1 Introduction

Privatization of coercive functions is increasingly prevalent in contemporary societies, but it is the source of deep skepticism. Some scholars regard it as an intrinsic wrong, arguing that coercive functions cannot legitimately be outsourced to private parties (Dorfman and Harel 2016). On a broadly Kantian version of this view, this is because citizens ought to be the authors of the law through democratic processes (Cordelli 2020). Moreover, scholars have pointed at the constitutional danger of outsourcing legislative powers and the difficulty of safeguarding judicial review and due process rights when private actors are tasked with quasi-judicial and legislative powers (Dorfman and Harel 2021). Such arguments give rise to interesting questions. For example, could an actor with legitimate authority (such as a state) delegate coercive functions to private actors in such a way that the latter “inherit” legitimate authority? If so, under what circumstances? Could coercive functions legitimately be outsourced to private actors if chains of delegation or authorization are (as they often are) attenuated from the perspective of citizens? Furthermore, can private actors acquire legitimate authority by providing valuable services related to coercive enforcement of the law? This special issue addresses such questions.
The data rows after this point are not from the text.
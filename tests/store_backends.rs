//! Store behaviour against the persistent and host-callback substrates.

use std::sync::Arc;

use e2e_kvstore::api::types::{
    GroupSessionId, InboundGroupSessionData, MigrationState, OlmSessionId, RoomEncryption,
    SessionInfo,
};
use e2e_kvstore::{
    CryptoSessionStore, HostStorage, KeyValueStorage, SESSION_BATCH_SIZE, StoreConfig,
};
use futures::executor::block_on;
use parking_lot::Mutex;

const SENDER: &str = "cUrVe25519sEnDeRkEy/wItHsLaShEs0123456789ab";

type HostEntries = Arc<Mutex<Vec<(String, String)>>>;

/// Insertion-ordered namespace, like a browser `localStorage`, together with
/// the host-side entries it forwards to.
fn host_storage() -> (HostStorage, HostEntries) {
    let data: HostEntries = Arc::default();
    let (get, set, remove, len, key_at) =
        (data.clone(), data.clone(), data.clone(), data.clone(), data.clone());
    let storage = HostStorage::new(
        move |key| get.lock().iter().find(|(k, _)| k == key).map(|(_, v)| v.clone()),
        move |key, value| {
            let mut entries = set.lock();
            match entries.iter_mut().find(|(k, _)| k == key) {
                Some(entry) => entry.1 = value.to_owned(),
                None => entries.push((key.to_owned(), value.to_owned())),
            }
        },
        move |key| remove.lock().retain(|(k, _)| k != key),
        move || len.lock().len(),
        move |index| key_at.lock().get(index).map(|(k, _)| k.clone()),
    );
    (storage, data)
}

fn sqlite_store() -> CryptoSessionStore<e2e_kvstore::SqliteStorage> {
    CryptoSessionStore::open(&StoreConfig::in_memory(vec![3u8; 32])).unwrap()
}

async fn exercise<S: KeyValueStorage>(store: &CryptoSessionStore<S>) {
    assert_eq!(SENDER.len(), e2e_kvstore::namespace::SENDER_KEY_LENGTH);

    assert!(!store.contains_data().await.unwrap());
    assert_eq!(store.get_migration_state().await.unwrap(), MigrationState::NotStarted);

    store.storage().set("unrelated", "value").unwrap();
    assert!(!store.contains_data().await.unwrap());

    // Legacy bare-pickle entry next to a current one.
    store
        .storage()
        .set("crypto.sessions/legacydevice", r#"{"old":"BARE"}"#)
        .unwrap();
    assert!(store.contains_data().await.unwrap());

    let total = SESSION_BATCH_SIZE + 11;
    for i in 0..total {
        store
            .store_session(&format!("device{}", i % 4), &format!("s{i}"), SessionInfo::new(format!("p{i}")))
            .await
            .unwrap();
    }
    assert_eq!(store.count_sessions().await.unwrap(), total + 1);
    assert_eq!(
        store.get_session("legacydevice", "old").await.unwrap(),
        Some(SessionInfo::new("BARE"))
    );

    let mut drained = 0;
    while let Some(batch) = store.get_sessions_batch().await.unwrap() {
        drained += batch.len();
        let ids: Vec<OlmSessionId> = batch
            .into_iter()
            .map(|s| OlmSessionId::new(s.device_key, s.session_id))
            .collect();
        store.delete_sessions_batch(&ids).await.unwrap();
    }
    assert_eq!(drained, total + 1);
    assert!(store.storage().keys_with_prefix("crypto.sessions/").unwrap().is_empty());

    store
        .store_inbound_group_session(SENDER, "abc/def", &InboundGroupSessionData::new("!r", "G"))
        .await
        .unwrap();
    store
        .mark_sessions_needing_backup(&[GroupSessionId::new(SENDER, "abc/def")])
        .await
        .unwrap();
    let batch = store.get_inbound_group_sessions_batch().await.unwrap().unwrap();
    assert_eq!(batch.len(), 1);
    assert_eq!(batch[0].sender_key, SENDER);
    assert_eq!(batch[0].session_id, "abc/def");
    assert!(batch[0].needs_backup);
    store
        .delete_inbound_group_sessions_batch(&[GroupSessionId::new(SENDER, "abc/def")])
        .await
        .unwrap();
    assert_eq!(store.get_inbound_group_sessions_batch().await.unwrap(), None);
    assert_eq!(store.count_sessions_needing_backup().await.unwrap(), 0);

    store
        .store_room("!r:example.org", &RoomEncryption::new("m.megolm.v1.aes-sha2"))
        .await
        .unwrap();
    store
        .set_migration_state(MigrationState::RoomSettingsMigrated)
        .await
        .unwrap();
    assert_eq!(store.get_rooms().await.unwrap().len(), 1);
    assert_eq!(
        store.get_migration_state().await.unwrap(),
        MigrationState::RoomSettingsMigrated
    );

    store.purge_namespace().await.unwrap();
    assert!(!store.contains_data().await.unwrap());
    assert_eq!(store.storage().get("unrelated").unwrap().as_deref(), Some("value"));
}

#[test]
fn sqlite_backend_meets_store_contract() {
    block_on(exercise(&sqlite_store()));
}

#[test]
fn host_backend_meets_store_contract() {
    let (storage, _) = host_storage();
    block_on(exercise(&CryptoSessionStore::new(storage)));
}

#[test]
fn host_callbacks_are_forwarded() {
    let (storage, data) = host_storage();
    storage.set("crypto.account", "\"pickle\"").unwrap();
    storage.set("theme", "dark").unwrap();
    storage.set("crypto.account", "\"newer\"").unwrap();
    assert_eq!(storage.get("crypto.account").unwrap().as_deref(), Some("\"newer\""));
    assert_eq!(storage.len().unwrap(), 2);
    assert_eq!(storage.keys_with_prefix("crypto.").unwrap(), vec!["crypto.account".to_string()]);

    storage.remove("crypto.account").unwrap();
    assert_eq!(*data.lock(), vec![("theme".to_string(), "dark".to_string())]);
    assert_eq!(storage.key_at(0).unwrap().as_deref(), Some("theme"));
    assert_eq!(storage.key_at(1).unwrap(), None);
}

#[test]
fn sqlite_store_survives_reopen() {
    let path = std::env::temp_dir().join(format!("e2e_kvstore_reopen_{}.db", std::process::id()));
    let path = path.to_string_lossy().into_owned();
    let _ = std::fs::remove_file(&path);

    block_on(async {
        {
            let store = CryptoSessionStore::open(&StoreConfig::new(path.clone(), vec![9u8; 32])).unwrap();
            store.store_account("ACCOUNT").await.unwrap();
            store.store_session("dev", "s1", SessionInfo::new("P")).await.unwrap();
        }
        let store = CryptoSessionStore::open(&StoreConfig::new(path.clone(), vec![9u8; 32])).unwrap();
        assert_eq!(store.get_account().await.unwrap().as_deref(), Some("ACCOUNT"));
        assert_eq!(
            store.get_session("dev", "s1").await.unwrap(),
            Some(SessionInfo::new("P"))
        );
        assert!(CryptoSessionStore::exists(store.storage()).unwrap());
    });

    let _ = std::fs::remove_file(&path);
}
A theme which runs throughout the papers is to question the role of the state and sovereignty in understanding the notion of authority in law, including at the supranational or transnational level.

Privatization has been debated for some time in political theory, constitutional law theory, and related fields (e.g., Cordelli 2020; Eisen 2017; Harel 2014; Thorburn 2010). This does not mean, however, that the issues are settled or that there are no new questions to ask. For example, we may ask how the debate on democracy as a key element of constitutionalism could be tied in with the debate on markets and outsourcing, or how it informs the broader notions of global governance and constitutional questions in the area of artificial intelligence (AI) and climate change. Moreover, in the framework of the EU, we may ask what the EU market model tells us about the increased intermingling of public law matters and market law when it comes to privatization and different notions of coercion. Despite the renewed interest in privatization in the last decade, there are many questions that are still unresolved and hence exciting to explore. The papers collected in this special issue are novel in that they either address new questions or take new approaches to old questions. They are also diverse in terms the disciplinary background of the authors. We include here papers written by political theorists as well as by legal scholars.

2 What Is Privatization?

Privatization can generically be defined as the transfer of ownership or control from public actors to private ones. This concise definition hides, however, several relevant distinctions. Privatization can be seen as a process or an outcome, and it can be broken down into different types depending on what exactly has been transferred. Lundqvist (1988) offers a taxonomy of no less than eight different senses in which the delivery of a service may be seen as “privatized” depending on whether regulatory control, financing, or production is public or private. At a general level, however, it is reasonably clear what “privatization” refers to. A paradigm example is the sale of a previously publicly owned enterprise to a private company. Another common example is the contracting out of goods and service provision by a public agency. While both types of privatization frequently keep the state “in the game” in the sense that the private owners or contractors operate under the state’s regulatory oversight, they nevertheless represent a significant change in the way goods and service provision are organized.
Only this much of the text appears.